## Available records:

━━━━━━━━━━━━━━━━━━━━━━━━━━━━━━

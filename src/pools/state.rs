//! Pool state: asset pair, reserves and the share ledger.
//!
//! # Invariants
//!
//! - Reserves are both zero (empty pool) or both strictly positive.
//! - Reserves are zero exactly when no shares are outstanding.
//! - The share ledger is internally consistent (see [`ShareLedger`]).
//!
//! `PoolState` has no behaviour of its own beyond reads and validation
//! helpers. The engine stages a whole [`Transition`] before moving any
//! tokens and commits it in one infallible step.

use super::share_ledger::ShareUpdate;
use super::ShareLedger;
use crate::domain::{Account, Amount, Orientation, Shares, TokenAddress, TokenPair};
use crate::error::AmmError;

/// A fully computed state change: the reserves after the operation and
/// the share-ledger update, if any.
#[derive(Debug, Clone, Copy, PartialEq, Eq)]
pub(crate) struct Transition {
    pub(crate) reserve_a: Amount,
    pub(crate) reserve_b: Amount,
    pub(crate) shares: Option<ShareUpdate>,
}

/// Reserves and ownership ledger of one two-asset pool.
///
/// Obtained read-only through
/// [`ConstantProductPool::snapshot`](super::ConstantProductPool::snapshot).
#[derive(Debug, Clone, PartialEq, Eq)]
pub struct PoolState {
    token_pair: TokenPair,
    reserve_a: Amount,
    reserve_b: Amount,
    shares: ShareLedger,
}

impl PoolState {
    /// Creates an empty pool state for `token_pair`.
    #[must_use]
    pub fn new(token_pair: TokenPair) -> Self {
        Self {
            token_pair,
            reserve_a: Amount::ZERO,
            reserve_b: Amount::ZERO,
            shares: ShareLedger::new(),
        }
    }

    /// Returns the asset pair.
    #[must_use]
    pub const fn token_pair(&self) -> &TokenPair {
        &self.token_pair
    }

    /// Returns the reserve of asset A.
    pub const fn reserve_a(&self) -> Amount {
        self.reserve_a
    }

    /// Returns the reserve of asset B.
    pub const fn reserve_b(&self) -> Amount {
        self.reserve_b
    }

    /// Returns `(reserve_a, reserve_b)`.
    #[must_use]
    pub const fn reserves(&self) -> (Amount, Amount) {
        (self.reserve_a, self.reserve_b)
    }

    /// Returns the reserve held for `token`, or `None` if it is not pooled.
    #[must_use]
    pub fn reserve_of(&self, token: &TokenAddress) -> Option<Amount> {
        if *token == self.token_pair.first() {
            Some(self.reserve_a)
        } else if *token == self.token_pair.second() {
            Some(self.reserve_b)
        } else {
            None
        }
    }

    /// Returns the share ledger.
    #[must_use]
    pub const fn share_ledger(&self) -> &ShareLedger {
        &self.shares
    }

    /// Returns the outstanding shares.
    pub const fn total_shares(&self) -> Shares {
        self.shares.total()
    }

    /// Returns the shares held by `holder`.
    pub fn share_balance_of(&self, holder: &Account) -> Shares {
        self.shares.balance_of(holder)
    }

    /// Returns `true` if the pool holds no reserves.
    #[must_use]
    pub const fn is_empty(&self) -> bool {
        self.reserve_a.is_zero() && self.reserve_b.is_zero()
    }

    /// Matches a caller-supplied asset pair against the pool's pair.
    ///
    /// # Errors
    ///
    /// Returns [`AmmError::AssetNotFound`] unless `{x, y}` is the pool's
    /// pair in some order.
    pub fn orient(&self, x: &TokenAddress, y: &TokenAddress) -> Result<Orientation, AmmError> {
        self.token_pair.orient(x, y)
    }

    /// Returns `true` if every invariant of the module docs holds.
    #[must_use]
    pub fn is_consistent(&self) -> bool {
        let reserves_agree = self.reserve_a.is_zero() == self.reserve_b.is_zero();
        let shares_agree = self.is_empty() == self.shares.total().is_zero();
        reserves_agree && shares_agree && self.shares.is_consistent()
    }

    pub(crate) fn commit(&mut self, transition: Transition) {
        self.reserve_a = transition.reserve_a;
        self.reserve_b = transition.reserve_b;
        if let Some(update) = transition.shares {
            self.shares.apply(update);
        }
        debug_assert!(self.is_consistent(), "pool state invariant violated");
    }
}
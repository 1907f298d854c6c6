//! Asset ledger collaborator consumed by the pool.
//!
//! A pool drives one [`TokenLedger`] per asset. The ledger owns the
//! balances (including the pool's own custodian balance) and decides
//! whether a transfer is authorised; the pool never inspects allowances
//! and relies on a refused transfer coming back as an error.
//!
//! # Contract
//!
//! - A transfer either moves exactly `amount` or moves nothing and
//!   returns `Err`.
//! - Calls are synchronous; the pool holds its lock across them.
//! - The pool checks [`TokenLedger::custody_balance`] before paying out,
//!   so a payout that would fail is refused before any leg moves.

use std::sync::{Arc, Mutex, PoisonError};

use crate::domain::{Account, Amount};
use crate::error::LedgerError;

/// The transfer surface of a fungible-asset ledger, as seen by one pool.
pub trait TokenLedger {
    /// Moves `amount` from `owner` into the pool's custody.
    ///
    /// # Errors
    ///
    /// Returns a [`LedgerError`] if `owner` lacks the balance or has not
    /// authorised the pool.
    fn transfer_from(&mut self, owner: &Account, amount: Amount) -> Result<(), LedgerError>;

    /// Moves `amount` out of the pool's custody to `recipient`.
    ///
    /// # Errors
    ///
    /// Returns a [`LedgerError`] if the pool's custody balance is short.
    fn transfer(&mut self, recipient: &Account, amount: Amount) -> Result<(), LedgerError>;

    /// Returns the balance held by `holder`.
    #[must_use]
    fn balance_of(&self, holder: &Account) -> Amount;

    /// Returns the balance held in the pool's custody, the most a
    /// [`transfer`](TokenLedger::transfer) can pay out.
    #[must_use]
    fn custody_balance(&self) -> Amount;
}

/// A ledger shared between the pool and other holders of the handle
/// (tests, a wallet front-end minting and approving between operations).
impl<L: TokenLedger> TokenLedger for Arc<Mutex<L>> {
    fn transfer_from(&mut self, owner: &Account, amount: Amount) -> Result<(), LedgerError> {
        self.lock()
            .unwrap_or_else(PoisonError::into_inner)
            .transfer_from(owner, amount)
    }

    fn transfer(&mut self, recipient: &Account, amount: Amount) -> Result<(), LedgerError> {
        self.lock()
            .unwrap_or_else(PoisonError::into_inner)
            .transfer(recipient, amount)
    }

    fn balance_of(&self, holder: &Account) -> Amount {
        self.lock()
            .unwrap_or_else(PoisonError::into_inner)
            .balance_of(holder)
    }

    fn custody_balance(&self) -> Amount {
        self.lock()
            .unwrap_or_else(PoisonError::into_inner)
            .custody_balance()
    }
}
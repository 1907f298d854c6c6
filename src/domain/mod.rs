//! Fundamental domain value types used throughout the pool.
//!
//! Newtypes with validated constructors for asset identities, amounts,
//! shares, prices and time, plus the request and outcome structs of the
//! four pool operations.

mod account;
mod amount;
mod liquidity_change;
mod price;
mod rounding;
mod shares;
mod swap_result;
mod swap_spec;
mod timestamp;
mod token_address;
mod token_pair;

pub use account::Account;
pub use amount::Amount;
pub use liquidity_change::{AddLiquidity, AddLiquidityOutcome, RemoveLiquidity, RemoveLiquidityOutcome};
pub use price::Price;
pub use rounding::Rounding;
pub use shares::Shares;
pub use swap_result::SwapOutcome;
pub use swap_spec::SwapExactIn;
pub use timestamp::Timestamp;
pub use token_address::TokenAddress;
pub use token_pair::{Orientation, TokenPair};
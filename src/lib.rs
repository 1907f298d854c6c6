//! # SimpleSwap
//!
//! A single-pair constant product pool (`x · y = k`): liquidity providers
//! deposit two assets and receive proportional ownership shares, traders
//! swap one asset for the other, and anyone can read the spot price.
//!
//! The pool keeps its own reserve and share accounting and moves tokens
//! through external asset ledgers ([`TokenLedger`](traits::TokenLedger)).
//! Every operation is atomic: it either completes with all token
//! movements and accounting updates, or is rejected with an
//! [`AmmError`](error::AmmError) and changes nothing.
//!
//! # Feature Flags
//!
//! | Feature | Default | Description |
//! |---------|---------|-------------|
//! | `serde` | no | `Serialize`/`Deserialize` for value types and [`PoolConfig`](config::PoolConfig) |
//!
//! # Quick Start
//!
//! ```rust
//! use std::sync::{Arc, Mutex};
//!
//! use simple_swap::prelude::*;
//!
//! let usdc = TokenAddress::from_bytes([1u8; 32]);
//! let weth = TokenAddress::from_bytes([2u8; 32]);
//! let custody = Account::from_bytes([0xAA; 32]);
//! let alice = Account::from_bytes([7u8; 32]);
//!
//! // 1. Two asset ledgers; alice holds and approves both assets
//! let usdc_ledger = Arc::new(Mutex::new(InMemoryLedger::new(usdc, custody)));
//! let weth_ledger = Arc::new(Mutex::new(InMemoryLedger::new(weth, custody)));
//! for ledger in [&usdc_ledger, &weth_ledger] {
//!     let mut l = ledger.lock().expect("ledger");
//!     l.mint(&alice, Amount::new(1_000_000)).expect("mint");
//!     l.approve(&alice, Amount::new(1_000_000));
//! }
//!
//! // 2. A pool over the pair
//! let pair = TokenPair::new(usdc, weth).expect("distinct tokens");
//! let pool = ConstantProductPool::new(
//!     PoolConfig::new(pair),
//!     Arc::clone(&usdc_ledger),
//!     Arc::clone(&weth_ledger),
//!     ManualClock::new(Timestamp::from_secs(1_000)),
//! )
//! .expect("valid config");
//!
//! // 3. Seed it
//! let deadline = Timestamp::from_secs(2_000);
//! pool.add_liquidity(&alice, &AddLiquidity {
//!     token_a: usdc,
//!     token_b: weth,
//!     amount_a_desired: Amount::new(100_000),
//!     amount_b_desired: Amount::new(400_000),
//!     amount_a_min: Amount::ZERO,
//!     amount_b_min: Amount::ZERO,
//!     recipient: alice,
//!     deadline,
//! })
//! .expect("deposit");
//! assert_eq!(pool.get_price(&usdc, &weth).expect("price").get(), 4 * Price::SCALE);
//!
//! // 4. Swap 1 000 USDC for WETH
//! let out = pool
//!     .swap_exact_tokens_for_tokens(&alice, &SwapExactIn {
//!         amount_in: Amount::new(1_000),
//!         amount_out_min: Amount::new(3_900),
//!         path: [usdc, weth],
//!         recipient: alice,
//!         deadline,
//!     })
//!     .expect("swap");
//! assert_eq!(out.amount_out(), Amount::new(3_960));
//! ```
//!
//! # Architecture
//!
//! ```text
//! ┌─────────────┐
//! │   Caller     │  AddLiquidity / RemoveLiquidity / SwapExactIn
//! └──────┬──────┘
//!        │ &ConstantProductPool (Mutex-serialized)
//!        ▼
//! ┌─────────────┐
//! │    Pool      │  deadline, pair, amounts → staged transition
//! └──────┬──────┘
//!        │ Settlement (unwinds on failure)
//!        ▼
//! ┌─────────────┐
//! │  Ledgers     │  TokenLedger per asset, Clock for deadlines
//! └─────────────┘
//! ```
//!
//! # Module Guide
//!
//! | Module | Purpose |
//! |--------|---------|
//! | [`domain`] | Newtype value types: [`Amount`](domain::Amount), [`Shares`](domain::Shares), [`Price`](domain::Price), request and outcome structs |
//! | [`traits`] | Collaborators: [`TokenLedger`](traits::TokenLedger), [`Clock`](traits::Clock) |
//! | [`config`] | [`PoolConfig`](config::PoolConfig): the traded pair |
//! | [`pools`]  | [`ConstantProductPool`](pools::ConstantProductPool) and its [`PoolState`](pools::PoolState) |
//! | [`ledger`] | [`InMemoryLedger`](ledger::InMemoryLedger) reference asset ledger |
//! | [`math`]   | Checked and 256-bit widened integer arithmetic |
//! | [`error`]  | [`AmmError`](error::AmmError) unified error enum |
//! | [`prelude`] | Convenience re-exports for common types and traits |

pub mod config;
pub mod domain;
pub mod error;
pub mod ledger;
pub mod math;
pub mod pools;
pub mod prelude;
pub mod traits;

━━━━━━━━━━━━━━━━━━━━━━━━━━━━━━

## The problem:
Please go through the listing and return each line that has "PartialEq" in it.

## Result:
#[derive(Debug, Clone, Copy, PartialEq, Eq)]
#[derive(Debug, Clone, PartialEq, Eq)]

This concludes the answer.